Billion Scale Similarity Search With GPUs (2017)
January 1, 2024The paper Billion-scale-similarity search with GPUs presents an approximate nearest-neighbor search method that uses GPUs and combines the IVFADC indexing structure with Batcher’s bitonic sorting network. The authors have implemented this method in a library called faiss.
This search method aims to find the \(k\) nearest neighbors of a query vector \(x \in R^d\) among a set of database vectors \([y_i]_{i=0:l}\), based on the L2 distance. Instead of providing an exact result, it returns a suboptimal solution.
$$ L=\text{k-}\argmin\_{i=0:l}||x-y\_i||\_2 $$The IVFADC indexing structure consists of two levels of quantization.
$$ y\approx q(y) = q\_1(y) + q\_2(y-q\_1(y)) $$The first-level quantizer \(q_1\): \(\mathbb{R}^d\rightarrow \mathcal{C}_1\subset \mathbb{R}^d\) maps each vector \(y\) to a coarse centroid \(c \in \mathcal{C_1}\), while the second-level quantizer: \(\mathbb{R}^d\rightarrow \mathcal{C}_2\subset \mathbb{R}^d\) encodes the residual vector after the first level. The database vectors are filtered based on their coarse-level centroids, and the search is then performed on the resulting subset using the second-level quantizer.
$$ L\_{\text{IVF}}=\tau-\argmin\_{c\in\mathcal{C}\_1}||x-c||\_2 $$\(\tau\) is the number of coarse-level centroids, and typically \(|C_1|\approx \sqrt{l}\) trained via \(k\)-means.

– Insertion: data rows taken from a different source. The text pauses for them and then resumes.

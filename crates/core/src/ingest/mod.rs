//! Tabular ingestion: parsing, validation, and error reports.
//!
//! This module implements the front half of the upload pipeline:
//! - Header mapping from heterogeneous source columns to canonical fields
//! - Streaming row parsing with blank-row dropping
//! - Fixed-order field validation with accumulated per-row messages
//! - The downloadable delimited error report

pub mod error;
pub mod headers;
pub mod parser;
pub mod report;
pub mod row;
pub mod validate;

#[cfg(test)]
mod tests;

pub use error::IngestError;
pub use headers::{canonical_field, field};
pub use parser::RowParser;
pub use report::error_report;
pub use row::RawRow;
pub use validate::{
    AllocationFeedRow, RateCardRow, RowError, Validated, composite_key, validate_allocations,
    validate_rate_card,
};
//! Initial schema: hierarchy, rates, resources, allocations, billing.
//!
//! Hierarchy and rate tables carry a `generation` column; the
//! `active_generations` pointer table decides which generation readers see.
//! Full-replace imports stage a new generation and flip the pointer, so a
//! crash mid-import never leaves a half-empty hierarchy visible.

use sea_orm_migration::prelude::*;

#[derive(DeriveMigrationName)]
pub struct Migration;

#[async_trait::async_trait]
impl MigrationTrait for Migration {
    async fn up(&self, manager: &SchemaManager) -> Result<(), DbErr> {
        let db = manager.get_connection();
        db.execute_unprepared(INITIAL_SQL).await?;
        Ok(())
    }

    async fn down(&self, manager: &SchemaManager) -> Result<(), DbErr> {
        let db = manager.get_connection();
        db.execute_unprepared(
            "DROP TABLE IF EXISTS invoices, billings, allocation_summaries, \
             resource_assignments, resources, productivity_tiers, request_type_rates, \
             subprojects, projects, clients, geographies, active_generations CASCADE;",
        )
        .await?;
        Ok(())
    }
}

const INITIAL_SQL: &str = r"
-- Generation pointer: which hierarchy/rate generation is live per scope
CREATE TABLE active_generations (
    scope VARCHAR(32) PRIMARY KEY,
    generation UUID NOT NULL,
    activated_at TIMESTAMPTZ NOT NULL DEFAULT now()
);

-- Hierarchy: geography -> client -> project -> subproject
CREATE TABLE geographies (
    id UUID PRIMARY KEY DEFAULT gen_random_uuid(),
    name VARCHAR(255) NOT NULL,
    status VARCHAR(16) NOT NULL DEFAULT 'active',
    generation UUID NOT NULL,
    created_at TIMESTAMPTZ NOT NULL DEFAULT now(),
    updated_at TIMESTAMPTZ NOT NULL DEFAULT now()
);

CREATE UNIQUE INDEX idx_geographies_name_gen ON geographies(lower(name), generation);

CREATE TABLE clients (
    id UUID PRIMARY KEY DEFAULT gen_random_uuid(),
    name VARCHAR(255) NOT NULL,
    geography_id UUID NOT NULL REFERENCES geographies(id) ON DELETE CASCADE,
    geography_name VARCHAR(255) NOT NULL,
    status VARCHAR(16) NOT NULL DEFAULT 'active',
    generation UUID NOT NULL,
    created_at TIMESTAMPTZ NOT NULL DEFAULT now(),
    updated_at TIMESTAMPTZ NOT NULL DEFAULT now()
);

CREATE UNIQUE INDEX idx_clients_geo_name_gen ON clients(geography_id, lower(name), generation);
CREATE INDEX idx_clients_geography ON clients(geography_id);

CREATE TABLE projects (
    id UUID PRIMARY KEY DEFAULT gen_random_uuid(),
    name VARCHAR(255) NOT NULL,
    client_id UUID NOT NULL REFERENCES clients(id) ON DELETE CASCADE,
    client_name VARCHAR(255) NOT NULL,
    geography_id UUID NOT NULL,
    geography_name VARCHAR(255) NOT NULL,
    flatrate NUMERIC(14, 4) NOT NULL DEFAULT 0,
    status VARCHAR(16) NOT NULL DEFAULT 'active',
    generation UUID NOT NULL,
    created_at TIMESTAMPTZ NOT NULL DEFAULT now(),
    updated_at TIMESTAMPTZ NOT NULL DEFAULT now()
);

CREATE UNIQUE INDEX idx_projects_client_name_gen ON projects(client_id, lower(name), generation);
CREATE INDEX idx_projects_client ON projects(client_id);

CREATE TABLE subprojects (
    id UUID PRIMARY KEY DEFAULT gen_random_uuid(),
    name VARCHAR(255) NOT NULL,
    project_id UUID NOT NULL REFERENCES projects(id) ON DELETE CASCADE,
    project_name VARCHAR(255) NOT NULL,
    client_id UUID NOT NULL,
    client_name VARCHAR(255) NOT NULL,
    geography_id UUID NOT NULL,
    geography_name VARCHAR(255) NOT NULL,
    flatrate NUMERIC(14, 4) NOT NULL DEFAULT 0,
    status VARCHAR(16) NOT NULL DEFAULT 'active',
    generation UUID NOT NULL,
    created_at TIMESTAMPTZ NOT NULL DEFAULT now(),
    updated_at TIMESTAMPTZ NOT NULL DEFAULT now()
);

CREATE UNIQUE INDEX idx_subprojects_proj_name_gen ON subprojects(project_id, lower(name), generation);
CREATE INDEX idx_subprojects_project ON subprojects(project_id);

-- Rates: per-request-type card rates and productivity tier base rates
CREATE TABLE request_type_rates (
    id UUID PRIMARY KEY DEFAULT gen_random_uuid(),
    subproject_id UUID NOT NULL REFERENCES subprojects(id) ON DELETE CASCADE,
    request_type VARCHAR(32) NOT NULL,
    rate NUMERIC(14, 4) NOT NULL,
    generation UUID NOT NULL,
    created_at TIMESTAMPTZ NOT NULL DEFAULT now(),
    updated_at TIMESTAMPTZ NOT NULL DEFAULT now()
);

CREATE UNIQUE INDEX idx_request_type_rates_key ON request_type_rates(subproject_id, request_type, generation);

CREATE TABLE productivity_tiers (
    id UUID PRIMARY KEY DEFAULT gen_random_uuid(),
    subproject_id UUID NOT NULL REFERENCES subprojects(id) ON DELETE CASCADE,
    level VARCHAR(16) NOT NULL,
    base_rate NUMERIC(14, 4) NOT NULL,
    created_at TIMESTAMPTZ NOT NULL DEFAULT now(),
    updated_at TIMESTAMPTZ NOT NULL DEFAULT now()
);

CREATE UNIQUE INDEX idx_productivity_tiers_key ON productivity_tiers(subproject_id, level);

-- Resources and their subproject assignments
CREATE TABLE resources (
    id UUID PRIMARY KEY DEFAULT gen_random_uuid(),
    name VARCHAR(255) NOT NULL,
    email VARCHAR(255) NOT NULL,
    created_at TIMESTAMPTZ NOT NULL DEFAULT now(),
    updated_at TIMESTAMPTZ NOT NULL DEFAULT now()
);

-- Emails are lowercased before every write, so a plain unique index suffices
CREATE UNIQUE INDEX idx_resources_email ON resources(email);

CREATE TABLE resource_assignments (
    id UUID PRIMARY KEY DEFAULT gen_random_uuid(),
    resource_id UUID NOT NULL REFERENCES resources(id) ON DELETE CASCADE,
    geography_id UUID NOT NULL,
    client_id UUID NOT NULL,
    project_id UUID NOT NULL,
    subproject_id UUID NOT NULL,
    created_at TIMESTAMPTZ NOT NULL DEFAULT now()
);

CREATE UNIQUE INDEX idx_resource_assignments_key ON resource_assignments(resource_id, subproject_id);

-- Aggregated allocation facts, regenerated per upload window
CREATE TABLE allocation_summaries (
    id UUID PRIMARY KEY DEFAULT gen_random_uuid(),
    geography_id UUID NOT NULL,
    client_id UUID NOT NULL,
    project_id UUID NOT NULL,
    subproject_id UUID NOT NULL,
    geography_name VARCHAR(255) NOT NULL,
    client_name VARCHAR(255) NOT NULL,
    project_name VARCHAR(255) NOT NULL,
    subproject_name VARCHAR(255) NOT NULL,
    request_type VARCHAR(32) NOT NULL,
    allocation_date DATE NOT NULL,
    day INTEGER NOT NULL,
    month INTEGER NOT NULL,
    year INTEGER NOT NULL,
    count BIGINT NOT NULL,
    resource_names JSONB NOT NULL DEFAULT '[]'::jsonb,
    created_at TIMESTAMPTZ NOT NULL DEFAULT now()
);

CREATE UNIQUE INDEX idx_allocation_summaries_key ON allocation_summaries(subproject_id, request_type, allocation_date);
CREATE INDEX idx_allocation_summaries_period ON allocation_summaries(year, month);
CREATE INDEX idx_allocation_summaries_client ON allocation_summaries(client_id, allocation_date);

-- Billing records, upserted on the compound business key
CREATE TABLE billings (
    id UUID PRIMARY KEY DEFAULT gen_random_uuid(),
    geography_id UUID NOT NULL,
    client_id UUID NOT NULL,
    project_id UUID NOT NULL,
    subproject_id UUID NOT NULL,
    resource_id UUID NOT NULL REFERENCES resources(id) ON DELETE CASCADE,
    request_type VARCHAR(32) NOT NULL,
    month INTEGER NOT NULL,
    year INTEGER NOT NULL,
    hours NUMERIC(14, 4) NOT NULL DEFAULT 0,
    rate NUMERIC(14, 4) NOT NULL DEFAULT 0,
    flatrate NUMERIC(14, 4) NOT NULL DEFAULT 0,
    costing NUMERIC(14, 4) NOT NULL DEFAULT 0,
    total_amount NUMERIC(14, 4) NOT NULL DEFAULT 0,
    billable_status VARCHAR(16) NOT NULL DEFAULT 'billable',
    created_at TIMESTAMPTZ NOT NULL DEFAULT now(),
    updated_at TIMESTAMPTZ NOT NULL DEFAULT now()
);

CREATE UNIQUE INDEX idx_billings_key ON billings(resource_id, subproject_id, request_type, month, year);
CREATE INDEX idx_billings_period ON billings(year, month);

-- Immutable invoice snapshots
CREATE TABLE invoices (
    id UUID PRIMARY KEY DEFAULT gen_random_uuid(),
    month INTEGER NOT NULL,
    year INTEGER NOT NULL,
    lines JSONB NOT NULL DEFAULT '[]'::jsonb,
    total_hours NUMERIC(14, 4) NOT NULL DEFAULT 0,
    total_amount NUMERIC(14, 4) NOT NULL DEFAULT 0,
    generated_at TIMESTAMPTZ NOT NULL DEFAULT now()
);

CREATE INDEX idx_invoices_period ON invoices(year, month, generated_at DESC);
";
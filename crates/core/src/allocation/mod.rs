//! Allocation aggregation and billing totals.
//!
//! Collapses raw allocation events into per-(subproject, request type, date)
//! summary groups, prices each group through the rate table, and rolls group
//! figures up into overall totals.

pub mod aggregator;
pub mod types;

#[cfg(test)]
mod tests;

pub use aggregator::{aggregate, totals};
pub use types::{AllocationEvent, AllocationGroup, AllocationTotals};
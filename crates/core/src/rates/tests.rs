//! Tests for rate resolution.

use rust_decimal::Decimal;
use rust_decimal_macros::dec;
use uuid::Uuid;

use super::resolver::{RateSelector, RateTable};
use crate::vocab::{ProductivityLevel, RequestType};

#[test]
fn test_request_type_rate_lookup() {
    let subproject = Uuid::new_v4();
    let mut table = RateTable::new();
    table.insert_request_rate(subproject, RequestType::Key, dec!(2.5));
    table.insert_request_rate(subproject, RequestType::Duplicate, dec!(0.75));

    assert_eq!(
        table.resolve(subproject, RateSelector::Request(RequestType::Key)),
        dec!(2.5)
    );
    assert_eq!(
        table.resolve(subproject, RateSelector::Request(RequestType::Duplicate)),
        dec!(0.75)
    );
}

#[test]
fn test_missing_rate_defaults_to_zero() {
    let subproject = Uuid::new_v4();
    let table = RateTable::new();

    assert_eq!(
        table.resolve(subproject, RateSelector::Request(RequestType::NewRequest)),
        Decimal::ZERO
    );
    assert_eq!(
        table.resolve(subproject, RateSelector::Productivity(ProductivityLevel::Best)),
        Decimal::ZERO
    );
}

#[test]
fn test_rate_is_scoped_to_subproject() {
    let site_a = Uuid::new_v4();
    let site_b = Uuid::new_v4();
    let mut table = RateTable::new();
    table.insert_request_rate(site_a, RequestType::Key, dec!(2.5));

    assert_eq!(
        table.resolve(site_b, RateSelector::Request(RequestType::Key)),
        Decimal::ZERO
    );
}

#[test]
fn test_tier_rate_lookup() {
    let subproject = Uuid::new_v4();
    let mut table = RateTable::new();
    table.insert_tier_rate(subproject, ProductivityLevel::High, dec!(18));

    assert_eq!(
        table.resolve(subproject, RateSelector::Productivity(ProductivityLevel::High)),
        dec!(18)
    );
    assert_eq!(
        table.resolve(subproject, RateSelector::Productivity(ProductivityLevel::Low)),
        Decimal::ZERO
    );
}
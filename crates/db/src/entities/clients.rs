//! `SeaORM` Entity for the clients table.

use sea_orm::entity::prelude::*;
use serde::{Deserialize, Serialize};

#[derive(Clone, Debug, PartialEq, DeriveEntityModel, Eq, Serialize, Deserialize)]
#[sea_orm(table_name = "clients")]
pub struct Model {
    #[sea_orm(primary_key, auto_increment = false)]
    pub id: Uuid,
    pub name: String,
    pub geography_id: Uuid,
    pub geography_name: String,
    pub status: String,
    pub generation: Uuid,
    pub created_at: DateTimeWithTimeZone,
    pub updated_at: DateTimeWithTimeZone,
}

#[derive(Copy, Clone, Debug, EnumIter, DeriveRelation)]
pub enum Relation {
    #[sea_orm(
        belongs_to = "super::geographies::Entity",
        from = "Column::GeographyId",
        to = "super::geographies::Column::Id"
    )]
    Geographies,
    #[sea_orm(has_many = "super::projects::Entity")]
    Projects,
}

impl Related<super::geographies::Entity> for Entity {
    fn to() -> RelationDef {
        Relation::Geographies.def()
    }
}

impl Related<super::projects::Entity> for Entity {
    fn to() -> RelationDef {
        Relation::Projects.def()
    }
}

impl ActiveModelBehavior for ActiveModel {}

For the second level, it computes the distances for the database vectors in \(L_{\text{IVF}}\).
$$ L\_{\text{IVFADC}}=k-\argmin\_{i=0:l\ \text{s.t.}\ q\_1(y\_i)\in L\_{\text{IVF}}}||x-q(y\_i)||\_2 $$The second-level quantization \(q_2\) is done using a product quantizer, which divides the vector \(y\) into \(b\) sub-vectors \((y=[y^0\dots y^{b-1}])\) and quantizes each sub-vector independently. \(b\) is an even divisor of the dimension \(d\). The sub-quantizers typically have 256 reproduction values, and the quantization value of the product quantizer is then \(q_2(y)=q^0(y^0)+256\times q^1(y^1)+\dots + 256^{b-1}\times q^{b-1}(y^{b-1})\).
The search uses Batcher’s bitonic sorting network to determine the exact distances in the set of reproduction values. The figure below, cited from the paper, displays the sorting network.
\([a_i]_{i=0:l}\) is provided for selection and \([T^j_i]_{i=0:t}\) represents a priority queue where the elements are ordered from largest to smallest (\(T^j_{i}\ge T^j_{i+1}\)).
\([a_i]_{i=0:l}\) are the sequence provided fro selection, and \([T^j_i]_{i=0:t}\) is a priority queue where the elements are ordered from largest to smallest (\(T^j_{i}\ge T^j_{i+1}\)).
\([W_i]_{i=0:k}\) is the array of \(k\) smallest seen elements.
If a new candidate vector \(a\) is greater than the largest key currently in the queue \(T^j_0\), it is guaranteed that it won’t be included in the final set of \(k\) smallest results.